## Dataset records
#[cfg(test)]
mod tests {
    use super::*;
    use crate::model::LockMethod;
    use crate::records::{CaseStage, PlanAllocation, PlanRecord};
    use crate::test_utils::{sign_share, test_keypair, TestWorld};

    /// Case with a validated approval transaction: the full lock and quorum
    /// pipelines have run for two heirs splitting one 50M-drop asset.
    fn approved_world_with_shares(shares: &[(&str, u8)]) -> TestWorld {
        let world = TestWorld::new();
        world.seed_case("case-1", "owner", &["heir-1", "heir-2"]);
        world.add_verified_heir("case-1", "heir-1", 0x11);
        world.add_verified_heir("case-1", "heir-2", 0x12);
        world.add_asset("case-1", "asset-1", 50_000_000, 10_000_000, 0x21);
        world.add_percent_plan("case-1", "plan-1", "asset-1", shares);

        let lock = world.lock();
        lock.start("case-1", LockMethod::RegularKey).unwrap();
        world.delegate_regular_keys("case-1");
        lock.verify_regular_key("case-1").unwrap();
        lock.execute("case-1").unwrap();
        lock.complete("case-1").unwrap();
        world.set_stage("case-1", CaseStage::InProgress);

        let quorum = world.quorum();
        let snapshot = quorum.prepare("case-1", false).unwrap();
        for (uid, tag) in [("heir-1", 0x11u8), ("heir-2", 0x12)] {
            quorum
                .sign(
                    "case-1",
                    uid,
                    &sign_share(&snapshot.approval.tx_json, &test_keypair(tag)),
                )
                .unwrap();
        }
        world
    }

    fn approved_world() -> TestWorld {
        approved_world_with_shares(&[("heir-1", 60), ("heir-2", 40)])
    }

    #[test]
    fn test_execute_requires_validated_approval() {
        let world = TestWorld::new();
        world.seed_case("case-1", "owner", &["heir-1"]);

        let err = world.distribution().execute("case-1").unwrap_err();
        assert_eq!(err.code, codes::NOT_READY);
        assert_eq!(
            err.message,
            "承認トランザクションが検証されていません"
        );
    }

    #[test]
    fn test_execute_requires_approval_actually_validated() {
        let world = TestWorld::new();
        world.ledger.set_auto_validate(false);
        world.seed_case("case-1", "owner", &["heir-1", "heir-2"]);
        world.add_verified_heir("case-1", "heir-1", 0x11);
        world.add_verified_heir("case-1", "heir-2", 0x12);
        world.add_asset("case-1", "asset-1", 50_000_000, 10_000_000, 0x21);
        world.add_percent_plan("case-1", "plan-1", "asset-1", &[("heir-1", 60), ("heir-2", 40)]);
        let lock = world.lock();
        lock.start("case-1", LockMethod::RegularKey).unwrap();
        world.delegate_regular_keys("case-1");
        lock.verify_regular_key("case-1").unwrap();
        lock.execute("case-1").unwrap();
        lock.complete("case-1").unwrap();
        world.set_stage("case-1", CaseStage::InProgress);
        let quorum = world.quorum();
        let snapshot = quorum.prepare("case-1", false).unwrap();
        for (uid, tag) in [("heir-1", 0x11u8), ("heir-2", 0x12)] {
            quorum
                .sign(
                    "case-1",
                    uid,
                    &sign_share(&snapshot.approval.tx_json, &test_keypair(tag)),
                )
                .unwrap();
        }

        // submitted but still unvalidated
        let err = world.distribution().execute("case-1").unwrap_err();
        assert_eq!(err.code, codes::NOT_READY);
    }

    #[test]
    fn test_execute_pays_heirs_by_percent() {
        let world = approved_world();
        let state = world.distribution().execute("case-1").unwrap();

        assert_eq!(state.status, DistributionStatus::Completed);
        assert_eq!(state.total_count, 2);
        assert_eq!(state.success_count, 2);
        assert_eq!(state.escalation_count, 0);

        // 60% of the 40M lock item
        let heir1 = test_keypair(0x11).address().to_string();
        assert_eq!(world.ledger.balance_of(&heir1), Some(24_000_000));
        // 40% would be 16M but the custodial spendable balance caps it
        let heir2 = test_keypair(0x12).address().to_string();
        assert_eq!(world.ledger.balance_of(&heir2), Some(3_999_919));
        // custodial account is left holding exactly its own reserve
        let custodial = world.custodial_address("case-1");
        assert_eq!(world.ledger.balance_of(&custodial), Some(12_000_000));

        let items = world.repo().distribution_items("case-1").unwrap();
        assert!(items.iter().all(|i| i.status == DistItemStatus::Verified));
        assert!(items.iter().all(|i| i.tx_hash.is_some()));
    }

    #[test]
    fn test_single_heir_full_allocation_completes() {
        let world = TestWorld::new();
        world.seed_case("case-1", "owner", &["heir-1"]);
        world.add_verified_heir("case-1", "heir-1", 0x11);
        world.add_asset("case-1", "asset-1", 50_000_000, 10_000_000, 0x21);
        world.add_percent_plan("case-1", "plan-1", "asset-1", &[("heir-1", 100)]);

        let lock = world.lock();
        lock.start("case-1", LockMethod::RegularKey).unwrap();
        world.delegate_regular_keys("case-1");
        lock.verify_regular_key("case-1").unwrap();
        lock.execute("case-1").unwrap();
        lock.complete("case-1").unwrap();
        world.set_stage("case-1", CaseStage::InProgress);

        let quorum = world.quorum();
        let snapshot = quorum.prepare("case-1", false).unwrap();
        let outcome = quorum
            .sign(
                "case-1",
                "heir-1",
                &sign_share(&snapshot.approval.tx_json, &test_keypair(0x11)),
            )
            .unwrap();
        assert!(outcome.submitted);

        let state = world.distribution().execute("case-1").unwrap();
        assert_eq!(state.status, DistributionStatus::Completed);
        assert_eq!(state.total_count, 1);
        assert_eq!(state.success_count, 1);
    }

    #[test]
    fn test_execute_idempotent_once_completed() {
        let world = approved_world();
        let distribution = world.distribution();
        distribution.execute("case-1").unwrap();

        let submissions = world.ledger.submission_count();
        let state = distribution.execute("case-1").unwrap();
        assert_eq!(state.status, DistributionStatus::Completed);
        assert_eq!(world.ledger.submission_count(), submissions);
    }

    #[test]
    fn test_failed_items_escalate_exactly_once() {
        let world = approved_world();
        let distribution = world.distribution();
        for _ in 0..6 {
            world.ledger.fail_next_submit("telINSUF_FEE_P");
        }

        // three passes exhaust the default retry limit for both items
        let state = distribution.execute("case-1").unwrap();
        assert_eq!(state.status, DistributionStatus::Running);
        assert_eq!(state.failed_count, 2);
        distribution.execute("case-1").unwrap();
        let state = distribution.execute("case-1").unwrap();

        assert_eq!(state.status, DistributionStatus::Failed);
        assert_eq!(state.skipped_count, 2);
        assert_eq!(state.escalation_count, 2);

        // skipped items are settled; another pass changes nothing
        let submissions = world.ledger.submission_count();
        let state = distribution.execute("case-1").unwrap();
        assert_eq!(state.escalation_count, 2);
        assert_eq!(world.ledger.submission_count(), submissions);

        let items = world.repo().distribution_items("case-1").unwrap();
        assert!(items.iter().all(|i| i.attempts == 3));
        assert!(items
            .iter()
            .all(|i| i.error.as_deref() == Some("telINSUF_FEE_P: scripted failure")));
    }

    #[test]
    fn test_partial_when_some_items_exhaust_retries() {
        let world = approved_world();
        // replace the plan: 60% native to heir-1 plus a token amount to
        // heir-2 that the custodial account holds no line for
        let repo = world.repo();
        let issuer = test_keypair(0x77).address().to_string();
        repo.put_plan(&PlanRecord {
            plan_id: "plan-1".to_string(),
            case_id: "case-1".to_string(),
            asset_id: "asset-1".to_string(),
            active: true,
            heir_uids: vec!["heir-1".to_string(), "heir-2".to_string()],
            allocations: vec![
                PlanAllocation {
                    heir_uid: "heir-1".to_string(),
                    kind: AllocationKind::Percent { percent: 60 },
                    token: None,
                },
                PlanAllocation {
                    heir_uid: "heir-2".to_string(),
                    kind: AllocationKind::Amount { amount: 5_000_000 },
                    token: Some(TokenId {
                        currency: "USD".to_string(),
                        issuer,
                    }),
                },
            ],
        })
        .unwrap();

        let distribution = world.distribution();
        distribution.execute("case-1").unwrap();
        distribution.execute("case-1").unwrap();
        let state = distribution.execute("case-1").unwrap();

        assert_eq!(state.status, DistributionStatus::Partial);
        assert_eq!(state.success_count, 1);
        assert_eq!(state.skipped_count, 1);
        assert_eq!(state.escalation_count, 1);
        assert_eq!(state.failed_count, 0);
    }

    #[test]
    fn test_nft_allocation_creates_restricted_offer() {
        let world = TestWorld::new();
        world.seed_case("case-1", "owner", &["heir-1"]);
        world.add_verified_heir("case-1", "heir-1", 0x11);
        world.add_asset("case-1", "asset-1", 50_000_000, 10_000_000, 0x21);
        let token_id = "00080000FADE0123";
        world.add_nft_plan("case-1", "plan-1", "asset-1", "heir-1", token_id);

        let lock = world.lock();
        lock.start("case-1", LockMethod::RegularKey).unwrap();
        world.delegate_regular_keys("case-1");
        lock.verify_regular_key("case-1").unwrap();
        lock.execute("case-1").unwrap();
        lock.complete("case-1").unwrap();
        world.set_stage("case-1", CaseStage::InProgress);

        let custodial = world.custodial_address("case-1");
        world.ledger.add_nft(&custodial, token_id);

        let quorum = world.quorum();
        let snapshot = quorum.prepare("case-1", false).unwrap();
        quorum
            .sign(
                "case-1",
                "heir-1",
                &sign_share(&snapshot.approval.tx_json, &test_keypair(0x11)),
            )
            .unwrap();

        let state = world.distribution().execute("case-1").unwrap();
        assert_eq!(state.status, DistributionStatus::Completed);

        let items = world.repo().distribution_items("case-1").unwrap();
        assert_eq!(items.len(), 1);
        assert_eq!(items[0].kind, DistItemKind::Nft);
        let offer_id = items[0].offer_id.as_deref().unwrap();
        let heir1 = test_keypair(0x11).address().to_string();
        assert_eq!(
            world.ledger.offer_details(offer_id),
            Some((token_id.to_string(), heir1))
        );
    }

    #[test]
    fn test_new_plans_are_picked_up_additively() {
        // small shares keep the custodial account funded across both passes
        let world = approved_world_with_shares(&[("heir-1", 20), ("heir-2", 40)]);
        let distribution = world.distribution();

        // first pass: heir-1's payout is rejected once, heir-2's succeeds
        world.ledger.fail_next_submit("telINSUF_FEE_P");
        let state = distribution.execute("case-1").unwrap();
        assert_eq!(state.status, DistributionStatus::Running);
        assert_eq!(state.failed_count, 1);

        // a newly activated plan joins the next pass
        world
            .repo()
            .put_plan(&PlanRecord {
                plan_id: "plan-2".to_string(),
                case_id: "case-1".to_string(),
                asset_id: "asset-1".to_string(),
                active: true,
                heir_uids: vec!["heir-2".to_string()],
                allocations: vec![PlanAllocation {
                    heir_uid: "heir-2".to_string(),
                    kind: AllocationKind::Amount { amount: 1_000_000 },
                    token: None,
                }],
            })
            .unwrap();

        let state = distribution.execute("case-1").unwrap();
        assert_eq!(state.status, DistributionStatus::Completed);
        assert_eq!(state.total_count, 3);
        assert_eq!(state.success_count, 3);

        let items = world.repo().distribution_items("case-1").unwrap();
        let retried = items
            .iter()
            .find(|i| i.item_id == "plan-1:p:heir-1:native")
            .unwrap();
        assert_eq!(retried.attempts, 1);
        assert_eq!(retried.status, DistItemStatus::Verified);
    }

    #[test]
    fn test_percent_over_hundred_rejected() {
        let world = approved_world();
        world.add_percent_plan(
            "case-1",
            "plan-9",
            "asset-1",
            &[("heir-1", 70), ("heir-2", 40)],
        );

        let err = world.distribution().execute("case-1").unwrap_err();
        assert_eq!(err.code, codes::VALIDATION_ERROR);
    }

    #[test]
    fn test_generation_requires_verified_heir_wallets() {
        let world = approved_world();
        world.add_unverified_heir("case-1", "heir-3");
        world.add_percent_plan("case-1", "plan-3", "asset-1", &[("heir-3", 10)]);

        let err = world.distribution().execute("case-1").unwrap_err();
        assert_eq!(err.code, codes::HEIR_WALLET_UNVERIFIED);
    }

    #[test]
    fn test_reduce_aggregates_item_set() {
        let item = |status: DistItemStatus| DistributionItem {
            item_id: "i".to_string(),
            plan_id: "p".to_string(),
            asset_id: "a".to_string(),
            heir_uid: "h".to_string(),
            heir_address: "r".to_string(),
            token: None,
            amount: 1,
            status,
            tx_hash: None,
            error: None,
            attempts: 0,
            kind: DistItemKind::Transfer,
            nft_token_id: None,
            offer_id: None,
        };

        assert_eq!(reduce(&[], 3).status, DistributionStatus::Completed);
        assert_eq!(
            reduce(&[item(DistItemStatus::Verified)], 3).status,
            DistributionStatus::Completed
        );
        assert_eq!(
            reduce(&[item(DistItemStatus::Skipped)], 3).status,
            DistributionStatus::Failed
        );
        assert_eq!(
            reduce(&[item(DistItemStatus::Verified), item(DistItemStatus::Skipped)], 3).status,
            DistributionStatus::Partial
        );
        assert_eq!(
            reduce(&[item(DistItemStatus::Verified), item(DistItemStatus::Failed)], 3).status,
            DistributionStatus::Running
        );
        assert_eq!(
            reduce(&[item(DistItemStatus::Pending)], 3).status,
            DistributionStatus::Running
        );

        let state = reduce(
            &[item(DistItemStatus::Skipped), item(DistItemStatus::Verified)],
            3,
        );
        assert_eq!(state.escalation_count, 1);
        assert_eq!(state.total_count, 2);
    }
}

## TASK TO COMPLETE
Find out how many lines in the entries above hold "DistItemKind", then reply with that figure and nothing else.

## ANSWER
2